Additionally, we are working to harmonize our human subject protection regulations, where appropriate, with U.S. Department of Health and Human Service (HHS) Common Rule, a set of federal rules that protect people who participate in research. This work serves to make clinical research more efficient while protecting people participating in the research.
Protecting Participant Rights and Facilitating Medical Advances
In keeping with this harmonization, the FDA issued a final rule to help advance medical product development without compromising the rights, safety and welfare of people participating in clinical research.
The rule provides an exception from the requirement to obtain informed consent when a clinical investigation poses no more than minimal risk to the people participating in the research, and the research includes appropriate safeguards to protect the rights, safety and welfare of participants.
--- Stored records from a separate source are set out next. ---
/// Exclusive, non-owning window into a matrix buffer.
///
/// Writes go straight to the parent's storage. Disjoint windows can be
/// taken one after another through [`MatrixViewMut::submatrix_mut`], and
/// rows can be handed out as disjoint slices through
/// [`MatrixViewMut::rows_mut`].
pub struct MatrixViewMut<'a, T: Element> {
    data: &'a mut [T],
    rows: usize,
    cols: usize,
    stride: usize,
}

impl<'a, T: Element> MatrixViewMut<'a, T> {
    /// Wrap a mutable row-major slice with an explicit stride.
    ///
    /// # Errors
    /// Same conditions as [`MatrixView::from_slice`].
    pub fn from_slice(
        data: &'a mut [T],
        rows: usize,
        cols: usize,
        stride: usize,
    ) -> Result<Self> {
        if stride < cols {
            return Err(MatrixError::InvalidDimension {
                rows,
                cols,
                reason: "stride is smaller than the column count",
            });
        }
        let len = extent(rows, cols, stride);
        if len > data.len() {
            return Err(MatrixError::OutOfBounds {
                row_offset: 0,
                col_offset: 0,
                rows,
                cols,
                parent_rows: data.len() / stride.max(1),
                parent_cols: stride,
            });
        }
        Ok(Self::new(&mut data[..len], rows, cols, stride))
    }

    pub(crate) fn new(data: &'a mut [T], rows: usize, cols: usize, stride: usize) -> Self {
        debug_assert!(stride >= cols);
        debug_assert_eq!(data.len(), extent(rows, cols, stride));
        MatrixViewMut {
            data,
            rows,
            cols,
            stride,
        }
    }

    #[inline]
    pub fn rows(&self) -> usize {
        self.rows
    }

    #[inline]
    pub fn cols(&self) -> usize {
        self.cols
    }

    #[inline]
    pub fn stride(&self) -> usize {
        self.stride
    }

    #[inline]
    pub fn shape(&self) -> (usize, usize) {
        (self.rows, self.cols)
    }

    /// Shared view of the same window.
    pub fn view(&self) -> MatrixView<'_, T> {
        MatrixView::new(&*self.data, self.rows, self.cols, self.stride)
    }

    /// Shorter-lived mutable view of the same window.
    pub fn reborrow(&mut self) -> MatrixViewMut<'_, T> {
        MatrixViewMut::new(&mut *self.data, self.rows, self.cols, self.stride)
    }

    #[inline]
    pub fn get(&self, row: usize, col: usize) -> T {
        debug_assert!(
            row < self.rows && col < self.cols,
            "index ({}, {}) out of range for {}x{} view",
            row,
            col,
            self.rows,
            self.cols
        );
        self.data[row * self.stride + col]
    }

    /// Write element `(row, col)`; window bounds are checked in debug builds only.
    #[inline]
    pub fn set(&mut self, row: usize, col: usize, value: T) {
        debug_assert!(
            row < self.rows && col < self.cols,
            "index ({}, {}) out of range for {}x{} view",
            row,
            col,
            self.rows,
            self.cols
        );
        self.data[row * self.stride + col] = value;
    }

    pub fn try_get(&self, row: usize, col: usize) -> Result<T> {
        self.view().try_get(row, col)
    }

    /// Write element `(row, col)`, failing with `IndexOutOfRange` outside the window.
    pub fn try_set(&mut self, row: usize, col: usize, value: T) -> Result<()> {
        if row >= self.rows || col >= self.cols {
            return Err(MatrixError::IndexOutOfRange {
                row,
                col,
                rows: self.rows,
                cols: self.cols,
            });
        }
        self.data[row * self.stride + col] = value;
        Ok(())
    }

    #[inline]
    pub fn row_mut(&mut self, i: usize) -> &mut [T] {
        if self.cols == 0 {
            return &mut self.data[..0];
        }
        let start = i * self.stride;
        &mut self.data[start..start + self.cols]
    }

    /// Iterate over the rows as disjoint mutable slices of `cols` elements.
    pub fn rows_mut(&mut self) -> impl Iterator<Item = &mut [T]> + '_ {
        let cols = self.cols;
        self.data
            .chunks_mut(self.stride.max(1))
            .take(self.rows)
            .map(move |row| &mut row[..cols])
    }

    /// Mutable window relative to this view's top-left corner.
    ///
    /// # Errors
    /// Returns `OutOfBounds` if the window exceeds this view.
    pub fn submatrix_mut(
        &mut self,
        row_offset: usize,
        col_offset: usize,
        rows: usize,
        cols: usize,
    ) -> Result<MatrixViewMut<'_, T>> {
        let (start, len) = window(
            self.rows,
            self.cols,
            self.stride,
            row_offset,
            col_offset,
            rows,
            cols,
        )?;
        Ok(MatrixViewMut::new(
            &mut self.data[start..start + len],
            rows,
            cols,
            self.stride,
        ))
    }

    /// Like [`MatrixViewMut::submatrix_mut`], but keeps the parent's lifetime.
    pub fn into_submatrix_mut(
        self,
        row_offset: usize,
        col_offset: usize,
        rows: usize,
        cols: usize,
    ) -> Result<MatrixViewMut<'a, T>> {
        let (parent_rows, parent_cols, stride) = (self.rows, self.cols, self.stride);
        let data = self.data;
        let (start, len) = window(
            parent_rows,
            parent_cols,
            stride,
            row_offset,
            col_offset,
            rows,
            cols,
        )?;
        Ok(MatrixViewMut::new(
            &mut data[start..start + len],
            rows,
            cols,
            stride,
        ))
    }

    /// Overwrite every element with the matching element of `src`.
    ///
    /// # Errors
    /// Returns `ShapeMismatch` if the shapes differ.
    pub fn copy_from(&mut self, src: MatrixView<'_, T>) -> Result<()> {
        if src.shape() != self.shape() {
            return Err(MatrixError::ShapeMismatch {
                expected: self.shape(),
                got: src.shape(),
            });
        }
        for (dst, row) in self.rows_mut().zip(src.rows_iter()) {
            dst.copy_from_slice(row);
        }
        Ok(())
    }

    /// Set every element of the window to `value`.
    pub fn fill(&mut self, value: T) {
        for row in self.rows_mut() {
            row.fill(value);
        }
    }

    /// Reinterpret as an `f32` view, if `T` is `f32`.
    pub fn into_f32(self) -> Option<MatrixViewMut<'a, f32>> {
        let (rows, cols, stride) = (self.rows, self.cols, self.stride);
        T::as_f32_slice_mut(self.data).map(|data| MatrixViewMut {
            data,
            rows,
            cols,
            stride,
        })
    }
}

impl<T: Element> fmt::Debug for MatrixViewMut<'_, T> {
    fn fmt(&self, f: &mut fmt::Formatter<'_>) -> fmt::Result {
        fmt::Debug::fmt(&self.view(), f)
    }
}

#[cfg(test)]
mod tests {
    use super::*;

    fn counting(rows: usize, cols: usize) -> Matrix<i32> {
        Matrix::from_fn(rows, cols, |i, j| (i * cols + j) as i32)
    }

    #[test]
    fn test_submatrix_reads_parent() {
        let m = counting(4, 4);
        let v = m.submatrix(1, 2, 2, 2).unwrap();
        assert_eq!(v.shape(), (2, 2));
        assert_eq!(v.stride(), 4);
        assert_eq!(v.get(0, 0), 6);
        assert_eq!(v.get(0, 1), 7);
        assert_eq!(v.get(1, 0), 10);
        assert_eq!(v.get(1, 1), 11);
    }

    #[test]
    fn test_write_through_view_is_visible_in_parent() {
        let mut m = counting(4, 4);
        {
            let mut v = m.submatrix_mut(2, 1, 2, 3).unwrap();
            v.set(1, 2, -1);
            v.set(0, 0, -2);
        }
        assert_eq!(m.get(3, 3), -1);
        assert_eq!(m.get(2, 1), -2);
    }

    #[test]
    fn test_parent_write_is_visible_in_view() {
        let mut m = counting(4, 4);
        m.set(3, 2, 99);
        let v = m.submatrix(2, 2, 2, 2).unwrap();
        assert_eq!(v.get(1, 0), 99);
    }

    #[test]
    fn test_nested_submatrix() {
        let m = counting(8, 8);
        let outer = m.submatrix(2, 2, 4, 4).unwrap();
        let inner = outer.submatrix(1, 1, 2, 2).unwrap();
        assert_eq!(inner.get(0, 0), m.get(3, 3));
        assert_eq!(inner.get(1, 1), m.get(4, 4));
        assert_eq!(inner.stride(), 8);
    }

    #[test]
    fn test_submatrix_out_of_bounds() {
        let m = counting(4, 4);
        let err = m.submatrix(3, 0, 2, 2).unwrap_err();
        assert!(matches!(err, MatrixError::OutOfBounds { .. }));
        assert!(matches!(
            m.submatrix(0, 2, 1, 3),
            Err(MatrixError::OutOfBounds { .. })
        ));
        assert!(matches!(
            m.submatrix(usize::MAX, 0, 2, 1),
            Err(MatrixError::OutOfBounds { .. })
        ));
        let v = m.submatrix(1, 1, 2, 2).unwrap();
        assert!(matches!(
            v.submatrix(1, 1, 2, 1),
            Err(MatrixError::OutOfBounds { .. })
        ));
    }

    #[test]
    fn test_empty_window_at_edge() {
        let m = counting(2, 2);
        let v = m.submatrix(2, 0, 0, 2).unwrap();
        assert_eq!(v.shape(), (0, 2));
        assert_eq!(v.rows_iter().count(), 0);
    }

    #[test]
    fn test_zero_width_window_rows() {
        let mut m = counting(3, 4);
        let v = m.submatrix(0, 1, 3, 0).unwrap();
        assert_eq!(v.shape(), (3, 0));
        for i in 0..3 {
            assert!(v.row(i).is_empty());
        }
        assert_eq!(v.rows_iter().count(), 3);
        assert_eq!(v.to_owned().shape(), (3, 0));

        let mut w = m.submatrix_mut(1, 2, 2, 0).unwrap();
        assert!(w.row_mut(1).is_empty());
    }

    #[test]
    fn test_quadrants() {
        let m = counting(4, 4);
        let [tl, tr, bl, br] = m.quadrants().unwrap();
        assert_eq!(tl.get(0, 0), 0);
        assert_eq!(tr.get(0, 0), 2);
        assert_eq!(bl.get(0, 0), 8);
        assert_eq!(br.get(1, 1), 15);
        assert!(counting(3, 4).quadrants().is_err());
    }

    #[test]
    fn test_try_get_set() {
        let mut m = counting(2, 3);
        assert_eq!(m.view().try_get(1, 2).unwrap(), 5);
        assert!(matches!(
            m.view().try_get(2, 0),
            Err(MatrixError::IndexOutOfRange { row: 2, col: 0, .. })
        ));
        let mut v = m.submatrix_mut(0, 1, 2, 2).unwrap();
        assert!(v.try_set(1, 1, 7).is_ok());
        assert!(matches!(
            v.try_set(0, 2, 7),
            Err(MatrixError::IndexOutOfRange { .. })
        ));
        assert_eq!(m.get(1, 2), 7);
    }

    #[test]
    #[cfg(debug_assertions)]
    #[should_panic(expected = "out of range")]
    fn test_get_outside_window_panics_in_debug() {
        let m = counting(4, 4);
        let v = m.submatrix(0, 0, 2, 2).unwrap();
        // Still inside the parent's buffer, so only the debug check catches it.
        let _ = v.get(0, 2);
    }

    #[test]
    fn test_rows_mut_are_disjoint_windows() {
        let mut m = counting(4, 4);
        let mut v = m.submatrix_mut(1, 1, 2, 2).unwrap();
        for row in v.rows_mut() {
            assert_eq!(row.len(), 2);
            row.fill(0);
        }
        assert_eq!(
            m.as_slice(),
            &[0, 1, 2, 3, 4, 0, 0, 7, 8, 0, 0, 11, 12, 13, 14, 15]
        );
    }

    #[test]
    fn test_copy_from_and_to_owned() {
        let src = counting(4, 4);
        let mut dst = Matrix::<i32>::zeros(4, 4);
        let window = src.submatrix(2, 2, 2, 2).unwrap();
        dst.submatrix_mut(0, 0, 2, 2)
            .unwrap()
            .copy_from(window)
            .unwrap();
        assert_eq!(dst.get(1, 1), 15);
        let owned = window.to_owned();
        assert_eq!(owned.stride(), 2);
        assert_eq!(owned.as_slice(), &[10, 11, 14, 15]);

        let err = dst.view_mut().copy_from(window).unwrap_err();
        assert!(matches!(err, MatrixError::ShapeMismatch { .. }));
    }

    #[test]
    fn test_transpose_of_window() {
        let m = counting(3, 4);
        let t = m.submatrix(0, 1, 3, 2).unwrap().transpose();
        assert_eq!(t.shape(), (2, 3));
        assert_eq!(t.as_slice(), &[1, 5, 9, 2, 6, 10]);
    }

    #[test]
    fn test_from_slice_with_stride() {
        let data = [1.0f32, 2.0, 0.0, 3.0, 4.0];
        let v = MatrixView::from_slice(&data, 2, 2, 3).unwrap();
        assert_eq!(v.get(1, 1), 4.0);
        assert!(MatrixView::from_slice(&data, 2, 4, 3).is_err());
        assert!(MatrixView::from_slice(&data, 3, 2, 3).is_err());
    }

    #[test]
    fn test_as_f32() {
        let m = Matrix::from_vec(1, 2, vec![1.0f32, 2.0]).unwrap();
        assert!(m.view().as_f32().is_some());
        let d = Matrix::from_vec(1, 2, vec![1.0f64, 2.0]).unwrap();
        assert!(d.view().as_f32().is_none());
    }
}
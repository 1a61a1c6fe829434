//! `mk-device` - Device-offload dispatch for matmul-kernels.
//!
//! This crate provides:
//! - `DeviceMatrix`, a (pointer, rows, cols) handle to device memory
//! - The `DeviceKernel` trait that a device runtime implements
//! - `naive_matmul` / `shared_matmul`, which validate shapes and element
//!   types before forwarding one request to a kernel
//! - With the `cuda` feature, `CudaKernels` bound to `libmkcuda`

pub mod backend;
pub mod buffer;
#[cfg(feature = "cuda")]
pub mod cuda;
pub mod dispatch;
pub mod error;

// Re-export primary types at the crate root for convenience.
pub use backend::{DeviceGemm, DeviceKernel};
pub use buffer::DeviceMatrix;
#[cfg(feature = "cuda")]
pub use cuda::CudaKernels;
pub use dispatch::{naive_matmul, shared_matmul};
pub use error::{DeviceError, Result};
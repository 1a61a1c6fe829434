//! Data-parallel naive multiply.

use mk_matrix::{Element, MatrixView, MatrixViewMut, Result};
use rayon::prelude::*;

use crate::check::matmul_shapes;
use crate::reference::dot_column;

/// Write `f(i, j)` into every cell of `c`, with rows and then cells spread
/// across the current rayon pool.
///
/// Each cell is a distinct `&mut T` handed to exactly one task, so no two
/// workers ever write the same location and no locking is needed.
pub(crate) fn par_fill<T, F>(c: &mut MatrixViewMut<'_, T>, f: F)
where
    T: Element,
    F: Fn(usize, usize) -> T + Sync + Send,
{
    let rows: Vec<&mut [T]> = c.rows_mut().collect();
    rows.into_par_iter().enumerate().for_each(|(i, row)| {
        row.par_iter_mut()
            .enumerate()
            .for_each(|(j, cell)| *cell = f(i, j));
    });
}

/// Naive multiply with the `(i, j)` loops distributed over the current pool.
///
/// Each cell is accumulated exactly as [`crate::matmul_naive`] does, so the
/// result is bit-identical to it for any number of workers.
///
/// # Errors
/// Returns `MatmulMismatch` unless A is m x k, B is k x n and C is m x n.
pub fn matmul_parallel<T: Element>(
    a: MatrixView<'_, T>,
    b: MatrixView<'_, T>,
    mut c: MatrixViewMut<'_, T>,
) -> Result<()> {
    matmul_shapes(&a, &b, c.shape())?;
    log::debug!(
        "parallel matmul: [{}x{}] @ [{}x{}] ({}) on {} threads",
        a.rows(),
        a.cols(),
        b.rows(),
        b.cols(),
        T::DTYPE,
        rayon::current_num_threads()
    );

    par_fill(&mut c, |i, j| dot_column(a.row(i), &b, j));
    Ok(())
}
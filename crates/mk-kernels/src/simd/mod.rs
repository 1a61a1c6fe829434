//! Fixed-width single-precision SIMD strategies.
//!
//! Both strategies compute `C = A @ Bt^T` with `Bt` pre-transposed by the
//! caller, so every output cell is a dot product of two contiguous rows.
//! The dot product only covers `A.cols() / width` full chunks: when the
//! column count is not a multiple of the width, the trailing elements are
//! left out of the sum. Callers that need the exact product should pad the
//! inner dimension with zeros or use [`crate::matmul_transposed`].

pub(crate) mod portable;
#[cfg(target_arch = "x86_64")]
pub(crate) mod x86;

use mk_matrix::{Element, MatrixError, MatrixView, MatrixViewMut, Result};

use crate::check::matmul_transposed_shapes;
use crate::parallel::par_fill;

/// Vector width of a SIMD strategy, in f32 lanes.
#[derive(Debug, Clone, Copy, PartialEq, Eq)]
pub enum Width {
    /// 4 lanes, 16-byte alignment (SSE-class).
    X4,
    /// 8 lanes, 32-byte alignment (AVX-class).
    X8,
}

impl Width {
    pub fn lanes(&self) -> usize {
        match self {
            Width::X4 => 4,
            Width::X8 => 8,
        }
    }

    /// Required alignment of every operand row, in bytes.
    pub fn align_bytes(&self) -> usize {
        self.lanes() * std::mem::size_of::<f32>()
    }

    fn op_name(&self) -> &'static str {
        match self {
            Width::X4 => "simd4 matmul",
            Width::X8 => "simd8 matmul",
        }
    }
}

/// Which implementation a SIMD strategy runs on this machine.
#[derive(Debug, Clone, Copy, PartialEq, Eq)]
pub enum SimdPath {
    /// `std::arch` intrinsics with aligned loads.
    Intrinsics,
    /// Lane-array fallback with identical results.
    Portable,
}

/// Pick the implementation for `width` based on runtime CPU detection.
pub fn detect(width: Width) -> SimdPath {
    #[cfg(target_arch = "x86_64")]
    {
        let supported = match width {
            Width::X4 => is_x86_feature_detected!("sse"),
            Width::X8 => is_x86_feature_detected!("avx"),
        };
        if supported {
            return SimdPath::Intrinsics;
        }
    }
    #[cfg(not(target_arch = "x86_64"))]
    let _ = width;
    SimdPath::Portable
}

fn check_alignment(op: &'static str, m: &MatrixView<'_, f32>, width: Width) -> Result<()> {
    let required = width.align_bytes();
    let offset = m.as_slice().as_ptr() as usize % required;
    if offset != 0 {
        return Err(MatrixError::Misaligned {
            op,
            required,
            offset,
        });
    }
    if m.rows() > 1 {
        let row_offset = (m.stride() * std::mem::size_of::<f32>()) % required;
        if row_offset != 0 {
            return Err(MatrixError::Misaligned {
                op,
                required,
                offset: row_offset,
            });
        }
    }
    Ok(())
}

/// Dot product of two rows on an already-validated path.
#[inline]
fn dot(width: Width, path: SimdPath, a: &[f32], b: &[f32]) -> f32 {
    match (width, path) {
        // SAFETY: `detect` saw the CPU feature, the caller checked both rows
        // are aligned to `width.align_bytes()`, and the shape check made
        // both rows the same length.
        #[cfg(target_arch = "x86_64")]
        (Width::X4, SimdPath::Intrinsics) => unsafe { x86::dot_sse(a, b) },
        #[cfg(target_arch = "x86_64")]
        (Width::X8, SimdPath::Intrinsics) => unsafe { x86::dot_avx(a, b) },
        (Width::X4, _) => portable::dot_truncated::<4>(a, b),
        (Width::X8, _) => portable::dot_truncated::<8>(a, b),
    }
}

fn matmul_simd<T: Element>(
    width: Width,
    a: MatrixView<'_, T>,
    bt: MatrixView<'_, T>,
    c: MatrixViewMut<'_, T>,
) -> Result<()> {
    let op = width.op_name();
    let unsupported = MatrixError::UnsupportedDType { op, dtype: T::DTYPE };
    let (Some(a), Some(bt)) = (a.as_f32(), bt.as_f32()) else {
        return Err(unsupported);
    };
    let mut c = c.into_f32().ok_or(unsupported)?;

    matmul_transposed_shapes(&a, &bt, c.shape())?;
    check_alignment(op, &a, width)?;
    check_alignment(op, &bt, width)?;

    let path = detect(width);
    if a.cols() % width.lanes() != 0 {
        log::debug!(
            "{op}: inner dimension {} is not a multiple of {}; last {} columns are ignored",
            a.cols(),
            width.lanes(),
            a.cols() % width.lanes()
        );
    }
    log::debug!(
        "{op}: [{}x{}] @ [{}x{}]^T via {:?} on {} threads",
        a.rows(),
        a.cols(),
        bt.rows(),
        bt.cols(),
        path,
        rayon::current_num_threads()
    );

    par_fill(&mut c, |i, j| dot(width, path, a.row(i), bt.row(j)));
    Ok(())
}

/// 4-wide SIMD multiply: C = A @ Bt^T, f32 only.
///
/// Both `a` and `bt` must have every row start on a 16-byte boundary, e.g.
/// matrices allocated with [`mk_matrix::Alignment::Simd4`] whose column
/// count is a multiple of 4.
///
/// # Errors
/// - `UnsupportedDType` if `T` is not `f32`
/// - `MatmulMismatch` unless A is m x k, Bt is n x k and C is m x n
/// - `Misaligned` if a row of `a` or `bt` is not 16-byte aligned
pub fn matmul_simd4<T: Element>(
    a: MatrixView<'_, T>,
    bt: MatrixView<'_, T>,
    c: MatrixViewMut<'_, T>,
) -> Result<()> {
    matmul_simd(Width::X4, a, bt, c)
}

/// 8-wide SIMD multiply: C = A @ Bt^T, f32 only, rows 32-byte aligned.
///
/// # Errors
/// Same as [`matmul_simd4`], with a 32-byte alignment requirement.
pub fn matmul_simd8<T: Element>(
    a: MatrixView<'_, T>,
    bt: MatrixView<'_, T>,
    c: MatrixViewMut<'_, T>,
) -> Result<()> {
    matmul_simd(Width::X8, a, bt, c)
}
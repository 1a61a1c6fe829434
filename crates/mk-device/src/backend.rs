use std::ffi::c_void;
use std::fmt::Debug;

use mk_matrix::{DType, Element};

use crate::buffer::DeviceMatrix;
use crate::error::Result;

/// One device multiply request: C = A @ B on device memory.
///
/// A is `rows x inner`, B is `inner x cols` and C is `rows x cols`, all
/// dense row-major of [`DeviceGemm::dtype`]. Requests are only built by
/// [`crate::naive_matmul`] and [`crate::shared_matmul`] from validated
/// [`DeviceMatrix`] handles, so the pointers satisfy the handles' contract.
#[derive(Debug, Clone, Copy, PartialEq, Eq)]
pub struct DeviceGemm {
    a: *const c_void,
    b: *const c_void,
    c: *mut c_void,
    rows: usize,
    inner: usize,
    cols: usize,
    dtype: DType,
}

impl DeviceGemm {
    pub(crate) fn new<T: Element>(
        a: &DeviceMatrix<T>,
        b: &DeviceMatrix<T>,
        c: &mut DeviceMatrix<T>,
    ) -> Self {
        Self {
            a: a.as_ptr().cast(),
            b: b.as_ptr().cast(),
            c: c.as_mut_ptr().cast(),
            rows: a.rows(),
            inner: a.cols(),
            cols: b.cols(),
            dtype: T::DTYPE,
        }
    }

    pub fn a(&self) -> *const c_void {
        self.a
    }

    pub fn b(&self) -> *const c_void {
        self.b
    }

    pub fn c(&self) -> *mut c_void {
        self.c
    }

    pub fn rows(&self) -> usize {
        self.rows
    }

    pub fn inner(&self) -> usize {
        self.inner
    }

    pub fn cols(&self) -> usize {
        self.cols
    }

    pub fn dtype(&self) -> DType {
        self.dtype
    }
}

/// A device runtime able to multiply matrices resident in its memory.
///
/// `naive` is the one-thread-per-output-cell kernel; `shared` is the tiled
/// kernel that stages blocks of A and B in on-chip shared memory. Both
/// must either fill C completely or return an error.
pub trait DeviceKernel: Send + Sync + Debug {
    /// Returns the name of this kernel set (e.g., "cuda").
    fn name(&self) -> &str;

    /// Returns true if both kernels accept elements of `dtype`.
    fn supports(&self, dtype: DType) -> bool;

    fn naive(&self, gemm: &DeviceGemm) -> Result<()>;

    fn shared(&self, gemm: &DeviceGemm) -> Result<()>;
}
We anticipate this new rule will enable minimal risk research that would not be practicable to conduct otherwise. This could include studies comparing the effectiveness of approved products to determine which option works best for certain patients. Studies conducted with a waiver or alteration of informed consent under this final rule could result in more treatment and diagnostic options without compromising the rights, safety and welfare of people participating in those studies.
- The final rule permits an institutional review board (IRB) to waive or alter certain elements of informed consent, or to waive the requirement to obtain informed consent entirely, under limited conditions, for certain FDA-regulated clinical investigations that pose no more than minimal risk to trial participants.
- The rule continues to protect the rights, safety and welfare of research participants and enables minimal risk clinical investigations that may facilitate medical advances and promote public health.
These efforts will promote additional robust clinical research to generate the evidence needed to inform clinical decision making and ultimately enhance treatment and diagnostic options for patients.